Based on our previous prospective phase I/II dose escalation study of SIB-RT concurrent with weekly chemotherapy of paclitaxel and nedaplatin as chemoradiotherapy for patients younger than 70 years with locally advanced ESCC, we recommended boosting the dose to the PGTV to 59.92 Gy (EQD2, 60.62 Gy), with a standard dose of 50.4 Gy to the PTV.9 Analogously, several previous studies found that patients receiving chemoradiotherapy with SIB to the primary tumor and involved lymph nodes with a radiation dose of more than 60 Gy attained superior 2-year OS and local-regional control compared with contemporaneous institutional cohorts receiving standard-dose chemoradiotherapy and that treatment-related toxic effects were within acceptable bounds.20,21,22 In this phase III study, this dose achieved similar clinical efficacy, with acceptable toxic effects. In the era of IMRT, the ARTDECO study23 showed that patients treated with radiation dose-escalation up to 61.6 Gy administered to the primary tumor using the SIB-RT approach had OS similar to those treated with a standard radiation dose of 50.4 Gy. Although the survival benefit of SIB-RT is controversial, considering SIB-RT can shorten the treatment course, avoid resimulation and replanning in the middle of the treatment course, increase cost-effectiveness, and allow more precise evaluation of radiotherapy plans,24 SIB-IMRT still appears to be equivalent to conventional-fraction IMRT in treatment efficacy and safety and could become an alternative option for definitive RT of ESCC. Furthermore, grades 4 and 5 toxic effects occurred in very few patients in the CRTCT group of our study. Therefore, based on effectiveness and safety considerations, we recommend involved-field RT with a SIB radiation dose of 59.92 Gy or 50.4 Gy in 28 fractions combined with well-tolerated concurrent and consolidated oral S-1 chemotherapy as an optional approach for patients aged 70 years and older with ESCC.
Limitations
This study has some limitations. First, all patients in this study had squamous cell carcinoma, so the results may not be generalizable to adenocarcinoma. In addition, for financial reasons, PET CT is not part of the standard examination in China and was applied to patients only if it was available.
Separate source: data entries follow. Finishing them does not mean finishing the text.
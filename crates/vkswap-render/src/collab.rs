// SPDX-License-Identifier: CEPL-1.0
//! Interfaces to the components that consume swapchain images without
//! taking part in their lifecycle: the scene, the camera, the text overlay.
use ash::vk;

use crate::device::PresentDevice;
use crate::error::PresentError;

/// What the scene needs to build render-pass compatible objects.
#[derive(Clone, Copy, Debug, PartialEq, Eq)]
pub struct TargetInfo {
    pub color_format: vk::Format,
    pub depth_format: vk::Format,
    pub extent: vk::Extent2D,
    pub image_count: u32,
}

/// The image a frame renders into.
#[derive(Clone, Copy, Debug, PartialEq, Eq)]
pub struct FrameTarget {
    pub index: u32,
    pub image: vk::Image,
    pub view: vk::ImageView,
    pub framebuffer: vk::Framebuffer,
    pub format: vk::Format,
    pub extent: vk::Extent2D,
}

#[derive(Clone, Copy, Debug, Default, PartialEq)]
pub struct FrameStats {
    pub total_frames: u64,
    pub fps: f32,
    pub frame_time_ms: f32,
}

/// Owns the render pass, pipelines and geometry.
pub trait SceneRenderer<D: PresentDevice> {
    /// Called on first prepare and whenever the color format changes.
    fn prepare(&mut self, device: &mut D, info: &TargetInfo) -> Result<vk::RenderPass, PresentError>;

    /// Records draw calls between begin and end of the render pass.
    fn record(&mut self, device: &mut D, cmd: vk::CommandBuffer, frame: &FrameTarget);

    /// Whether the pipeline declared viewport and scissor dynamic.
    fn dynamic_viewport(&self) -> bool {
        true
    }

    fn clear_color(&self) -> [f32; 4] {
        [0.02, 0.02, 0.04, 1.0]
    }

    /// Destroys everything `prepare` created.
    fn release(&mut self, device: &mut D);
}

/// Camera/input side, told about the new surface size after each resize.
pub trait ViewListener {
    fn aspect_ratio_changed(&mut self, width: u32, height: u32);
    fn view_changed(&mut self) {}
}

/// Debug/text overlay rendered after the scene, before present.
pub trait OverlayListener<D: PresentDevice> {
    /// Called after every rebuild; `frames` has one entry per swapchain image.
    fn reallocate_command_buffers(
        &mut self,
        device: &mut D,
        frames: &[FrameTarget],
    ) -> Result<(), PresentError>;

    /// `None` while the overlay is hidden.
    fn command_buffer(&self, image_index: u32) -> Option<vk::CommandBuffer>;

    fn update(&mut self, title: &str, stats: &FrameStats);

    fn release(&mut self, device: &mut D);
}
Furthermore, due to poor adherence among included patients and the outbreak of the COVID-19 pandemic, 46 of 184 patients (25.0%) in the CRTCT group did not complete the entire course of chemotherapy, whereas only 9 patients (4.9%) in the CRTCT group died or relapsed before completing chemotherapy.
Conclusions
In this randomized clinical trial of patients aged 70 years and older with ESCC treated with SIB-RT with or without concurrent and consolidated oral S-1 chemotherapy, the combination of SIB-RT technique with concurrent and consolidated oral S-1 chemotherapy yielded improvements in OS and PFS for patients aged 70 years and older with ESCC. SIB-RT with oral S-1 chemotherapy should be considered as an option for definitive treatment approaches for patients aged 70 years and older with inoperable ESCC, as it improved survival outcomes without additional treatment-related toxic effects compared with SIB-RT alone.